┌─ Material supplied

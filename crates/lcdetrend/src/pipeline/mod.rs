//! Layer 8: Pipeline
//!
//! # Purpose
//!
//! This layer strings the lower layers into a single-target transit search:
//! light-curve cleaning, optional variability and transit masking,
//! detrending, a rotation-period estimate, and the Box Least Squares search
//! with its ranked period candidates.
//!
//! # Architecture
//!
//! ```text
//! Layer 8: Pipeline ← You are here
//!   ↓
//! Layer 7: API
//!   ↓
//! Layer 6: Adapters
//!   ↓
//! Layer 5: Engine
//!   ↓
//! Layer 4: Evaluation
//!   ↓
//! Layer 3: Algorithms
//!   ↓
//! Layer 2: Math
//!   ↓
//! Layer 1: Primitives
//! ```

/// Light-curve container and cleaning.
pub mod lightcurve;

/// Instrumental systematics masks.
pub mod systematics;

/// Removal of stellar variability crests and troughs.
pub mod variability;

/// Interpolation over known transits.
pub mod transit_mask;

/// Rotation period estimate.
pub mod rotation;

/// End-to-end transit search.
pub mod search;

└─

The records above need to be duplicated. Keep every word unchanged.

filename crates/lcdetrend/src/pipeline/mod.rs
//! Layer 8: Pipeline
//!
//! # Purpose
//!
//! This layer strings the lower layers into a single-target transit search:
//! light-curve cleaning, optional variability and transit masking,
//! detrending, a rotation-period estimate, and the Box Least Squares search
//! with its ranked period candidates.
//!
//! # Architecture
//!
//! ```text
//! Layer 8: Pipeline ← You are here
//!   ↓
//! Layer 7: API
//!   ↓
//! Layer 6: Adapters
//!   ↓
//! Layer 5: Engine
//!   ↓
//! Layer 4: Evaluation
//!   ↓
//! Layer 3: Algorithms
//!   ↓
//! Layer 2: Math
//!   ↓
//! Layer 1: Primitives
//! ```

/// Light-curve container and cleaning.
pub mod lightcurve;

/// Instrumental systematics masks.
pub mod systematics;

/// Removal of stellar variability crests and troughs.
pub mod variability;

/// Interpolation over known transits.
pub mod transit_mask;

/// Rotation period estimate.
pub mod rotation;

/// End-to-end transit search.
pub mod search;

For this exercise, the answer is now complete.